Napoleon—though little considered by Austrian strategists—had not been idle during the making of these plans. As early as August 13th, while still intent on crossing the Channel, he had told Talleyrand that he would be in Vienna by November to deal with the Russians if they dared to show themselves. Ten days later his last hopes of crushing England were dashed. From Decres came a long, heart-broken letter, assuring him that Villeneuve had gone to Cadiz and beseeching him, in that event, not to order him back to the Channel but to regard it as a decree of Fate. "It is a misery for me," he added, "to know the trade of the sea, for this knowledge wins no confidence nor produces any effect on Your Majesty's plans." At the same time news reached Boulogne of Craig's arrival at Malta and of a Silician request for the withdrawal of French troops from Naples. The link between Pitt's plans and Russian and Austrian preparations was complete: '99 had come again. The Emperor saw it all. Austria would temporise till the winter rains and mud, and then by the spring he would have to face 100,000 Russians in Germany armed by Pitt, and 40,000 English and Russians in southern Italy.
He had been tricked. "Once I raise my camp on the ocean," he had written, "I shall not be able to stop myself; my plans of maritime war will have failed." Yet if Pitt had momentarily filched the initiative, it could be regained. Speed, secrecy, surprise and ruthless resolution should do what they had done before. " My mind is made up," Napoleon told Talleyrand, "I shall invade Germany with 200,000 men and shall not halt till I have reached Vienna, taken Venice and everything Austria has in Italy and driven the Bourbons from Naples.

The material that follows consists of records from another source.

//! dailyread configuration types and loading

use eyre::{Context, Result};
use serde::{Deserialize, Serialize};
use std::fs;
use std::path::{Path, PathBuf};

/// Verses read per run
pub const DEFAULT_DAILY_VERSES: u32 = 30;

/// Main configuration
#[derive(Debug, Clone, Serialize, Deserialize)]
#[serde(default)]
pub struct Config {
    /// Verses read per run
    #[serde(rename = "daily-verses")]
    pub daily_verses: u32,

    /// Log level (TRACE, DEBUG, INFO, WARN, ERROR)
    #[serde(rename = "log-level")]
    pub log_level: Option<String>,

    /// File locations
    pub paths: PathsConfig,

    /// Ayah-of-the-day endpoint
    pub quote: QuoteConfig,

    /// README block markers
    pub markers: MarkersConfig,
}

impl Default for Config {
    fn default() -> Self {
        Self {
            daily_verses: DEFAULT_DAILY_VERSES,
            log_level: None,
            paths: PathsConfig::default(),
            quote: QuoteConfig::default(),
            markers: MarkersConfig::default(),
        }
    }
}

impl Config {
    /// Load configuration with fallback chain
    ///
    /// Explicit path, then `.dailyread.yml` in the run root, then
    /// `~/.config/dailyread/dailyread.yml`, then defaults.
    pub fn load(config_path: Option<&PathBuf>, root: &Path) -> Result<Self> {
        if let Some(path) = config_path {
            return Self::load_from_file(path).context(format!("Failed to load config from {}", path.display()));
        }

        for candidate in Self::default_locations(root) {
            if candidate.exists() {
                match Self::load_from_file(&candidate) {
                    Ok(config) => return Ok(config),
                    Err(e) => {
                        log::warn!("Failed to load config from {}: {}", candidate.display(), e);
                    }
                }
            }
        }

        log::info!("No config file found, using defaults");
        Ok(Self::default())
    }

    /// Read just the log level, before logging is set up
    pub fn load_log_level(config_path: Option<&PathBuf>, root: &Path) -> Option<String> {
        let candidates = match config_path {
            Some(path) => vec![path.clone()],
            None => Self::default_locations(root),
        };

        candidates
            .iter()
            .filter(|p| p.exists())
            .find_map(|p| Self::load_from_file(p).ok())
            .and_then(|c| c.log_level)
    }

    fn default_locations(root: &Path) -> Vec<PathBuf> {
        let mut locations = vec![root.join(".dailyread.yml")];
        if let Some(config_dir) = dirs::config_dir() {
            locations.push(config_dir.join("dailyread").join("dailyread.yml"));
        }
        locations
    }

    fn load_from_file<P: AsRef<Path>>(path: P) -> Result<Self> {
        let content = fs::read_to_string(&path).context("Failed to read config file")?;
        let config: Self = serde_yaml::from_str(&content).context("Failed to parse config file")?;
        log::info!("Loaded config from: {}", path.as_ref().display());
        Ok(config)
    }
}

/// File locations, relative paths resolve against the run root
#[derive(Debug, Clone, PartialEq, Eq, Serialize, Deserialize)]
#[serde(default)]
pub struct PathsConfig {
    /// Document with the marker blocks
    pub readme: PathBuf,

    /// Persisted reading state
    pub state: PathBuf,

    /// Surah metadata table
    #[serde(rename = "surah-meta")]
    pub surah_meta: PathBuf,
}

impl Default for PathsConfig {
    fn default() -> Self {
        Self {
            readme: PathBuf::from("README.md"),
            state: PathBuf::from("state.json"),
            surah_meta: PathBuf::from("data").join("surah_meta.json"),
        }
    }
}

impl PathsConfig {
    /// Anchor relative paths at `root`
    pub fn resolve(&self, root: &Path) -> Self {
        let anchor = |p: &PathBuf| if p.is_absolute() { p.clone() } else { root.join(p) };
        Self {
            readme: anchor(&self.readme),
            state: anchor(&self.state),
            surah_meta: anchor(&self.surah_meta),
        }
    }
}

/// Ayah-of-the-day endpoint
#[derive(Debug, Clone, Serialize, Deserialize)]
#[serde(default)]
pub struct QuoteConfig {
    pub url: String,

    /// Request timeout in seconds
    #[serde(rename = "timeout-secs")]
    pub timeout_secs: u64,

    #[serde(rename = "user-agent")]
    pub user_agent: String,
}

impl Default for QuoteConfig {
    fn default() -> Self {
        Self {
            url: "https://api.tarteel.io/v1/aad/schedule/".to_string(),
            timeout_secs: 30,
            user_agent: format!("dailyread/{}", env!("CARGO_PKG_VERSION")),
        }
    }
}

/// Start/end markers of the two README blocks
#[derive(Debug, Clone, Serialize, Deserialize)]
#[serde(default)]
pub struct MarkersConfig {
    #[serde(rename = "reading-start")]
    pub reading_start: String,

    #[serde(rename = "reading-end")]
    pub reading_end: String,

    #[serde(rename = "ayahaday-start")]
    pub ayahaday_start: String,

    #[serde(rename = "ayahaday-end")]
    pub ayahaday_end: String,
}

impl Default for MarkersConfig {
    fn default() -> Self {
        Self {
            reading_start: "<!-- READING:START -->".to_string(),
            reading_end: "<!-- READING:END -->".to_string(),
            ayahaday_start: "<!-- AYAHADAY:START -->".to_string(),
            ayahaday_end: "<!-- AYAHADAY:END -->".to_string(),
        }
    }
}
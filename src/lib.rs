//! # Cache Proxy Library
//!
//! A caching reverse proxy for a single upstream origin. Responses are cached in
//! memory, keyed by request method and URL, for a fixed TTL with a bounded number of
//! entries. Every proxied response reports `X-Cache: HIT` or `X-Cache: MISS`.
//!
//! ## Request Flow
//! ```text
//! request -> KeyGenerator -> CacheStore::get -> hit:  replay stored response
//!                                            -> miss: UpstreamClient::forward
//!                                                     -> CacheStore::set -> respond
//! ```
//!
//! ## Wiring It Together
//! ```rust,no_run
//! use std::sync::Arc;
//! use std::time::Duration;
//! use cache_proxy::{CacheStore, HttpUpstreamClient, ProxyHandler, ProxyServer, ServerState};
//!
//! # async fn run() -> cache_proxy::ProxyResult<()> {
//! let cache = Arc::new(CacheStore::new(100));
//! let upstream = HttpUpstreamClient::new("http://localhost:3000", Duration::from_secs(10))?;
//! let upstream = Arc::new(upstream);
//! let proxy = Arc::new(ProxyHandler::new(cache, upstream, Duration::from_secs(300)));
//!
//! let state = ServerState::new(proxy, 16 * 1024 * 1024);
//! let server = ProxyServer::new(state, "0.0.0.0:8080".parse().unwrap());
//! server.start(async { let _ = tokio::signal::ctrl_c().await; }).await
//! # }
//! ```

/// Error types, configuration, and the request/response shapes of the core
pub mod core;

/// Response cache: fingerprints, bounded store, statistics, admin routes
pub mod caching;

/// Upstream forwarding and the cache-aware request handler
pub mod proxy;

/// axum server and routing
pub mod gateway;

/// Logging and metrics
pub mod observability;

pub use caching::{CacheEntry, CacheStats, CacheStore, DefaultKeyGenerator, KeyGenerator};
pub use core::config::ProxyConfig;
pub use core::error::{ForwardError, ProxyError, ProxyResult};
pub use core::types::{CacheStatus, ProxyRequest, ProxyResponse};
pub use gateway::server::{build_app, ProxyServer, ServerState};
pub use proxy::{HttpUpstreamClient, ProxyHandler, UpstreamClient, UpstreamResponse};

I shall stop the Austrians and Russians from uniting. I shall beat them before they can meet. Then,
the Continent pacified,
I shall come back to the camp on the ocean and start to work all over again for peace at sea."
His orders were quickly given. Five great armies, three from Boulogne and two from Holland and Hanover, were to march at once for the Upper Danube. His Foreign Minister, by holding up the declaration of war on Vienna, was to play for time: by hook or crook he must gain fifteen days. To heighten the deception he himself would remain a little longer at Boulogne making ostentatious preparations for invasion.
By August 29th, the army had begun its march: a fortnight later it was half-way to the Danube. Napoleon left Boulogne on September 2nd—the day Blackwood brought his momentous tidings to London. Nine days later at St. Cloud, while drafting an indictment of Villeneuve to explain away and justify two wasted years, he learnt that the Austrians had entered Bavaria. The news from Naples was by now so threatening that he cancelled an earlier instruction—issued when he heard of his Admiral's flight to Cadiz—for splitting the Combined Fleet into small squadrons for commerce-raiding. Instead he ordered it to sail with the first favourable wind for the Mediterranean where, joining the Spanish ships from Cartagena, it was to transport troops to the Two Sicilies and join with St. Cyr's army in defeating the British and Russian invasion. To make sure of obedience he next day appointed Admiral Rosily to succeed Villeneuve.